CAD005: CVM Execution

Overview

The Convex Virtual Machine (CVM) execution operates as decentralised virtual machine.

The CVM implements a pure, deterministic state transition function which can be executed and validated by all peers. Conceptually this can be viewed as:

State' = f (State, Block)

Under this model, the latest consensus state can always be reconstructed given both:

A initial State
All Blocks in the CPoS ordering between the initial State and the current consensus point

Normally, Peers maintain the current Consensus State, and update this accordingly whenever one or more new Blocks are confirmed by the CPoS Consensus Algorithm. However, a new Peer can reliably reconstruct the Consensus State from any preceding State as long it it also holds the necessary Blocks from that state onwards. This enables a new Peer to efficiently synchronise with the Convex Network without having to process all preceding Blocks.

The State

The State is a global, decentralised data structure which contains all of the currently active on-chain information. Logically, the purpose of transactions is to cause changes in the State.

Some useful notes about the State:

It may be large - typically larger than RAM on many machines
There is only one "consensus" state at any one time, but it is also possible to refer to previous (or potential future) States using the State Hash.

State Representation

The State is regarded by the CVM as an immutable value, a special type of Record. See CAD-002 for more details on the specifics of Record types.

Since it is a CVM value, the state is internally implemented as a Merkle Tree / DAG allowing for full cryptographic verification of the entire global state given a single 32-byte root hash. This model allows for immutable snapshots of the entire state to be analysed and stored for future reference. It also allows for the entire tree to be considered as content-addressable storage.

State Transition

The State Transition Function performs the following steps, in order:

Block Preparation
For each Transaction in the Block
Prepare an execution Context for the Transaction
Execute the Transaction
Complete the Transaction
Record transaction result (outside the State)
Block Completion

Block preparation

Timestamp update

At the start of Block Preparation, the Timestamp of the Block is examined. If and only if the timestamp is later than the State timestamp, the State Timestamp is updated to be equal to the Block Timestamp. This procedure ensures that the State Timestamp never goes backwards (i.e. is monotonically increasing).

Scheduled Execution

As the next step of Block Preparation, the CVM examines the Schedule data structure in the State, and identifies if any transactions are scheduled to be executed before or at the State Timestamp.
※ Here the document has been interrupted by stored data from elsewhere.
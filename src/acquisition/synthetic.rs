//! Synthetic sampling device for bench-less runs and tests.
//!
//! Simulates a tachogenerator spinning around a base speed: a slow sine sweep
//! plus random jitter, translated back into raw ADC codes the way the real
//! sensor chain would produce them (speed fraction of full scale).

use std::f64::consts::TAU;
use std::time::Instant;

use async_trait::async_trait;
use rand::rngs::StdRng;
use rand::{Rng, SeedableRng};

use super::device::{DeviceError, Gain, SamplingDevice, FULL_SCALE_CODE};

/// Speed profile of the simulated spindle.
#[derive(Debug, Clone, Copy)]
pub struct SyntheticProfile {
    /// Centre speed as a fraction of full scale, `0.0..=1.0`.
    pub base_fraction: f64,
    /// Sine sweep amplitude as a fraction of full scale.
    pub swing_fraction: f64,
    /// Sweep period in seconds.
    pub sweep_period_secs: f64,
    /// Uniform jitter amplitude as a fraction of full scale.
    pub noise_fraction: f64,
}

impl Default for SyntheticProfile {
    fn default() -> Self {
        Self {
            base_fraction: 0.5,
            swing_fraction: 0.3,
            sweep_period_secs: 30.0,
            noise_fraction: 0.01,
        }
    }
}

/// Deterministic-enough spindle simulator behind the [`SamplingDevice`] trait.
pub struct SyntheticDevice {
    profile: SyntheticProfile,
    started: Instant,
    rng: StdRng,
}

impl SyntheticDevice {
    pub fn new(profile: SyntheticProfile) -> Self {
        Self {
            profile,
            started: Instant::now(),
            rng: StdRng::from_entropy(),
        }
    }

    /// Seeded constructor for reproducible test runs.
    pub fn with_seed(profile: SyntheticProfile, seed: u64) -> Self {
        Self {
            profile,
            started: Instant::now(),
            rng: StdRng::seed_from_u64(seed),
        }
    }

    fn fraction_at(&mut self, t_secs: f64) -> f64 {
        let p = self.profile;
        let sweep = p.swing_fraction * (TAU * t_secs / p.sweep_period_secs).sin();
        let noise = if p.noise_fraction > 0.0 {
            self.rng.gen_range(-p.noise_fraction..p.noise_fraction)
        } else {
            0.0
        };
        (p.base_fraction + sweep + noise).clamp(0.0, 1.0)
    }
}

#[async_trait]
impl SamplingDevice for SyntheticDevice {
    async fn read_channel(&mut self, _channel: u8, _gain: Gain) -> Result<i32, DeviceError> {
        let t = self.started.elapsed().as_secs_f64();
        let fraction = self.fraction_at(t);
        #[allow(clippy::cast_possible_truncation)]
        let code = (fraction * f64::from(FULL_SCALE_CODE)).round() as i32;
        Ok(code.clamp(0, FULL_SCALE_CODE))
    }

    fn device_name(&self) -> &str {
        "synthetic-tacho"
    }
}

#[cfg(test)]
mod tests {
    use super::*;

    #[tokio::test]
    async fn codes_stay_within_the_raw_range() {
        let profile = SyntheticProfile {
            base_fraction: 0.9,
            swing_fraction: 0.5,
            sweep_period_secs: 0.01,
            noise_fraction: 0.2,
        };
        let mut device = SyntheticDevice::with_seed(profile, 7);
        for _ in 0..200 {
            let code = device
                .read_channel(0, Gain::One)
                .await
                .expect("synthetic read never fails");
            assert!((0..=FULL_SCALE_CODE).contains(&code), "code {code}");
        }
    }

    #[tokio::test]
    async fn quiet_profile_tracks_base_fraction() {
        let profile = SyntheticProfile {
            base_fraction: 0.25,
            swing_fraction: 0.0,
            sweep_period_secs: 30.0,
            noise_fraction: 0.0,
        };
        let mut device = SyntheticDevice::with_seed(profile, 1);
        let code = device
            .read_channel(0, Gain::One)
            .await
            .expect("synthetic read never fails");
        let expected = (0.25 * f64::from(FULL_SCALE_CODE)).round();
        assert!((f64::from(code) - expected).abs() < 1.0);
    }
}
//! Cooperative shutdown coordination.
//!
//! A single cancellation token is shared between the signal task and the
//! acquisition loop. Requesting shutdown is idempotent; the flag only ever
//! transitions false → true. The loop polls it once per iteration, which is
//! the cancellation granularity — there is no forced preemption and no
//! timeout, because iterations are sub-second.

use tokio_util::sync::CancellationToken;
use tracing::{info, warn};

/// Externally-triggered cooperative shutdown flag plus the signal wiring
/// that sets it.
#[derive(Clone, Default)]
pub struct ShutdownCoordinator {
    token: CancellationToken,
}

impl ShutdownCoordinator {
    pub fn new() -> Self {
        Self::default()
    }

    /// Set the shutdown flag. Safe to call any number of times; only the
    /// first call has an observable effect.
    pub fn request_shutdown(&self) {
        if !self.token.is_cancelled() {
            info!("Shutdown requested");
        }
        self.token.cancel();
    }

    /// Cheap, non-blocking check polled once per loop iteration.
    pub fn is_shutdown_requested(&self) -> bool {
        self.token.is_cancelled()
    }

    /// Resolves once shutdown has been requested. Used in `select!` arms so
    /// the pacing sleep does not delay observation.
    pub async fn cancelled(&self) {
        self.token.cancelled().await;
    }

    /// Spawn the signal task: SIGINT and SIGTERM both request shutdown.
    /// No other signal is handled.
    pub fn install_signal_handlers(&self) {
        let coordinator = self.clone();
        tokio::spawn(async move {
            wait_for_termination_signal().await;
            coordinator.request_shutdown();
        });
    }
}

#[cfg(unix)]
async fn wait_for_termination_signal() {
    use tokio::signal::unix::{signal, SignalKind};

    let mut sigterm = match signal(SignalKind::terminate()) {
        Ok(s) => s,
        Err(e) => {
            warn!(error = %e, "Failed to install SIGTERM handler; falling back to Ctrl+C only");
            tokio::signal::ctrl_c().await.ok();
            info!("Received Ctrl+C, initiating shutdown...");
            return;
        }
    };

    tokio::select! {
        _ = tokio::signal::ctrl_c() => {
            info!("Received Ctrl+C, initiating shutdown...");
        }
        _ = sigterm.recv() => {
            info!("Received SIGTERM, initiating shutdown...");
        }
    }
}

#[cfg(not(unix))]
async fn wait_for_termination_signal() {
    tokio::signal::ctrl_c().await.ok();
    info!("Received Ctrl+C, initiating shutdown...");
}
If any scheduled transactions exist, then the CVM selects a number of transaction up to the defined constant MAX_SCHEDULED_TRANSACTIONS_PER_BLOCK (in scheduled order, i.e. the earliest scheduled transactions are prioritised). The reason for this maximum limit is to prevent an excessive number of transactions scheduled at the same time from holding up progress on transactions in the current Blocks being processed (TODO: needs revisiting)

For each selected scheduled transaction, the CVM executes the scheduled transaction as if it had been submitted at the beginning of the Block, with the following minor modifications:

There is no need to perfrom a full digital signature check, since the scheduled transactions were provably issued internally on the CVM
Transaction results not need to be reported back to Clients, since the scheduled transaction was not submitted by a Client

Transaction Execution

For each transaction executed, the CVM first checks the Account in the State for which the transaction is submitted. If the Account does not exist, the transaction is aborted.

Assuming the account exists, the verifies the digital signature of the transaction against the current public key associated with the Account . If verification fails, the transaction is aborted.

Otherwise, the CVM creates a Context for the Account and proceeds to execute the transaction in the given Context.

Context

Regular CVM Execution of operations occurs in a Context. A Context is required to keep track of relevant variables during execution, including:

The current State
The *origin* Account for the transaction
The *address* of the Account for which the context is currently executing
The *caller* of the current account (if current execution is happening within an Actor call)
The *depth* of the CVM execution stack
The CVM execution log
Any variables locally bound in the execution context
The latest operation Result Register
An Exception value, if an Exception has been thrown

For Performance reasons, Contexts are implemented as mutable Objects on the JVM. A complete copy of a Context can however be created cheaply with Context.fork(), since the immutable values that the Context refers to can be safely shared by multiple threads / Contexts.

Ops

CVM operations are referred to as "Ops", which represent the fundamental executable code on the CVM. These can be considered as the "bytecode" of the CVM, and are typically produced by compilation of CVM code (which may be performed by either an on-chain compiler or an off-chain tool).

CVM Ops are language agnostic - while they might typically be compiled from Convex Lisp source code, alternative language frontends such as Convex Scrypt exist which can produce equivalent Ops. Adventurous hackers are encoraged to experiment with compiling different languages to the CVM.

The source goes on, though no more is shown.